Solution-focused brief therapy

Summary
Solution-focused (brief) therapy (SFBT) is a goal-directed collaborative approach to psychotherapeutic change that is conducted through direct observation of clients' responses to a series of precisely constructed questions. Based upon social constructivist thinking and Wittgensteinian philosophy, SFBT focuses on addressing what clients want to achieve without exploring the history and provenance of problem(s). SF therapy sessions typically focus on the present and future, focusing on the past only to the degree necessary for communicating empathy and accurate understanding of the client's concerns.
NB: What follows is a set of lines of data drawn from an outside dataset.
//! Core types for the cyretry failure-ledger system.
//!
//! This crate defines the shared vocabulary of the workspace:
//! - [`FailureRecord`]: one persisted ledger entry per failed test case
//! - Spec-result payload types ([`SpecSummary`], [`SpecResults`],
//!   [`TestResult`], [`TestState`]) mirroring the host runner's
//!   per-spec completion event
//! - [`RetryError`] and the crate-wide [`Result`] alias

pub mod error;
pub mod record;
pub mod results;

pub use error::{Result, RetryError};
pub use record::FailureRecord;
pub use results::{SpecResults, SpecStats, SpecSummary, TestResult, TestState};
//! Ledger persistence and the run-lifecycle recorder.
//!
//! The ledger is the single shared channel between a recording run and a
//! later retry run: a JSON array of failure records at a well-known path.
//! This crate provides:
//!
//! - [`LedgerStore`]: the injectable persistence seam, so both the record
//!   and retry paths can be exercised against an in-memory backend
//! - [`FsLedger`]: the production filesystem implementation
//! - [`MemoryLedger`]: the in-memory implementation used by tests
//! - [`Recorder`]: the writer that observes run-lifecycle events and keeps
//!   the ledger in sync with currently-known failures

pub mod recorder;
pub mod store;

pub use recorder::Recorder;
pub use store::{FsLedger, LedgerStore, MemoryLedger, DEFAULT_LEDGER_PATH};
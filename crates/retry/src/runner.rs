//! External runner configuration and invocation.
//!
//! The runner is an external collaborator: the selector hands it a
//! restrict-to-files argument and a title expression through an environment
//! variable, then gets out of the way. Standard streams are inherited so the
//! runner's interactive output passes straight through, and the child is
//! awaited with no timeout; cancellation is left to normal process-group
//! signal propagation.

use std::path::PathBuf;
use std::process::Command;

use cyretry_core::{Result, RetryError};
use cyretry_ledger::DEFAULT_LEDGER_PATH;
use tracing::debug;

use crate::filter::Selection;

/// How to invoke the external test runner.
///
/// Defaults mirror the production wiring: `yarn cypress run`, spec
/// restriction through `--spec`, and the title expression exported as
/// `CYPRESS_grep` (the `CYPRESS_` prefix is what makes the runner surface
/// it to its grep plugin as config).
///
/// Use the builder pattern to override:
///
/// ```
/// use cyretry_retry::RunnerConfig;
///
/// let config = RunnerConfig::new().program("npx");
/// assert_eq!(config.program, "npx");
/// ```
#[derive(Debug, Clone)]
pub struct RunnerConfig {
    /// Program to spawn.
    pub program: String,

    /// Arguments placed before the selection arguments.
    pub base_args: Vec<String>,

    /// Flag carrying the comma-joined spec list.
    pub spec_flag: String,

    /// Environment variable carrying the title expression.
    pub grep_env: String,

    /// Where the failure ledger lives.
    pub ledger_path: PathBuf,
}

impl RunnerConfig {
    /// Configuration with production defaults.
    pub fn new() -> Self {
        Self::default()
    }

    /// Set the program to spawn.
    pub fn program(mut self, program: impl Into<String>) -> Self {
        self.program = program.into();
        self
    }

    /// Set the arguments placed before the selection arguments.
    pub fn base_args(mut self, args: impl IntoIterator<Item = impl Into<String>>) -> Self {
        self.base_args = args.into_iter().map(Into::into).collect();
        self
    }

    /// Set the spec-restriction flag.
    pub fn spec_flag(mut self, flag: impl Into<String>) -> Self {
        self.spec_flag = flag.into();
        self
    }

    /// Set the environment variable name for the title expression.
    pub fn grep_env(mut self, name: impl Into<String>) -> Self {
        self.grep_env = name.into();
        self
    }

    /// Set the ledger path.
    pub fn ledger_path(mut self, path: impl Into<PathBuf>) -> Self {
        self.ledger_path = path.into();
        self
    }

    /// Build the runner command for a selection.
    ///
    /// Argument order: base args, the spec restriction, then caller
    /// passthrough args last — passthrough can add runner flags but cannot
    /// displace the structural arguments.
    pub fn command(&self, selection: &Selection, passthrough: &[String]) -> Command {
        let mut cmd = Command::new(&self.program);
        cmd.args(&self.base_args)
            .arg(&self.spec_flag)
            .arg(selection.spec_arg())
            .args(passthrough)
            .env(&self.grep_env, &selection.title_expression);
        cmd
    }

    /// Human-readable rendering of the invocation, for status output.
    pub fn render(&self, selection: &Selection, passthrough: &[String]) -> String {
        let mut parts = vec![self.program.clone()];
        parts.extend(self.base_args.iter().cloned());
        parts.push(self.spec_flag.clone());
        parts.push(selection.spec_arg());
        parts.extend(passthrough.iter().cloned());
        parts.join(" ")
    }
}

impl Default for RunnerConfig {
    fn default() -> Self {
        Self {
            program: "yarn".into(),
            base_args: vec!["cypress".into(), "run".into()],
            spec_flag: "--spec".into(),
            grep_env: "CYPRESS_grep".into(),
            ledger_path: PathBuf::from(DEFAULT_LEDGER_PATH),
        }
    }
}

/// Spawn the runner with the selection applied and wait for it to finish.
///
/// Returns the child's exit code. A child killed by a signal, or one whose
/// exit code is unavailable, reports 1. A child that fails to spawn at all
/// is a [`RetryError::Spawn`] — deliberately distinct from "tests failed
/// again", which is a normal outcome expressed through the exit code.
pub fn run_retry(
    config: &RunnerConfig,
    selection: &Selection,
    passthrough: &[String],
) -> Result<i32> {
    debug!(
        program = %config.program,
        specs = %selection.spec_arg(),
        "invoking test runner"
    );
    let status = config
        .command(selection, passthrough)
        .status()
        .map_err(|err| RetryError::Spawn {
            program: config.program.clone(),
            source: err,
        })?;
    Ok(status.code().unwrap_or(1))
}
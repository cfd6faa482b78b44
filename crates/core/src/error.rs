//! Error types shared across the workspace.
//!
//! The taxonomy distinguishes the two ledger read modes: the recording path
//! treats a corrupt file as empty (and only logs), so it never produces
//! `LedgerCorrupt`; the retry path surfaces it as a fatal error so a broken
//! ledger cannot masquerade as a successful no-op retry.

use std::path::PathBuf;
use thiserror::Error;

/// Result alias used throughout the workspace.
pub type Result<T> = std::result::Result<T, RetryError>;

/// Errors produced by ledger access and runner invocation.
#[derive(Debug, Error)]
pub enum RetryError {
    /// Filesystem access to the ledger failed.
    #[error("ledger I/O failed at {}: {source}", path.display())]
    Io {
        /// Path of the ledger file involved.
        path: PathBuf,
        /// Underlying I/O error.
        #[source]
        source: std::io::Error,
    },

    /// The ledger exists but is not a valid sequence of failure records.
    ///
    /// Only the retry path raises this; the recording path recovers by
    /// treating the file as empty.
    #[error("failure ledger at {} is corrupt: {source}", path.display())]
    LedgerCorrupt {
        /// Path of the unreadable ledger.
        path: PathBuf,
        /// Parse error from the JSON decoder.
        #[source]
        source: serde_json::Error,
    },

    /// Encoding a batch of failure records to JSON failed.
    #[error("failed to encode failure ledger: {0}")]
    Encode(#[from] serde_json::Error),

    /// Launching the external test runner failed.
    ///
    /// Distinct from "tests failed again": the child process never started.
    #[error("failed to launch test runner `{program}`: {source}")]
    Spawn {
        /// The program that could not be spawned.
        program: String,
        /// Underlying spawn error.
        #[source]
        source: std::io::Error,
    },
}

impl RetryError {
    /// True if this error means the ledger contents could not be parsed.
    pub fn is_corrupt_ledger(&self) -> bool {
        matches!(self, RetryError::LedgerCorrupt { .. })
    }
}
SFBT is future-oriented and goal-oriented interviewing technique that helps clients "build solutions." Elliot Connie defines solution building as "a collaborative language process between the client(s) and the therapist that develops a detailed description of the client(s)' preferred future/goals and identifies exceptions and past successes". By doing so, SFBT focuses on clients' strengths and resilience. The solution-focused brief therapy approach grew from the work of American social workers Steve de Shazer, Insoo Kim Berg, and their team at the Milwaukee Brief Family Therapy Center (BFTC) in Milwaukee, Wisconsin. A private training and therapy institute, BFTC was started by dissatisfied former staff members from a Milwaukee agency who were interested in exploring brief therapy approaches then being developed at the Mental Research Institute (MRI) in Palo Alto, California. The initial group included married partners, Steve de Shazer, Insoo Berg, Jim Derks, Elam Nunnally, Judith Tietyen, Don Norman, Marilyn La Court and Eve Lipchik. Their students included John Walter, Jane Peller, Michele Weiner-Davis and Yvonne Dolan. Steve de Shazer and Berg, primary developers of the approach, co-authored an update of SFBT in 2007, shortly before their deaths. SFBT evolved from the Brief Therapy that was practiced at MRI. The solution-focused approach was developed inductively rather than deductively; Berg, de Shazer and their team spent thousands of hours carefully observing live and recorded therapy sessions.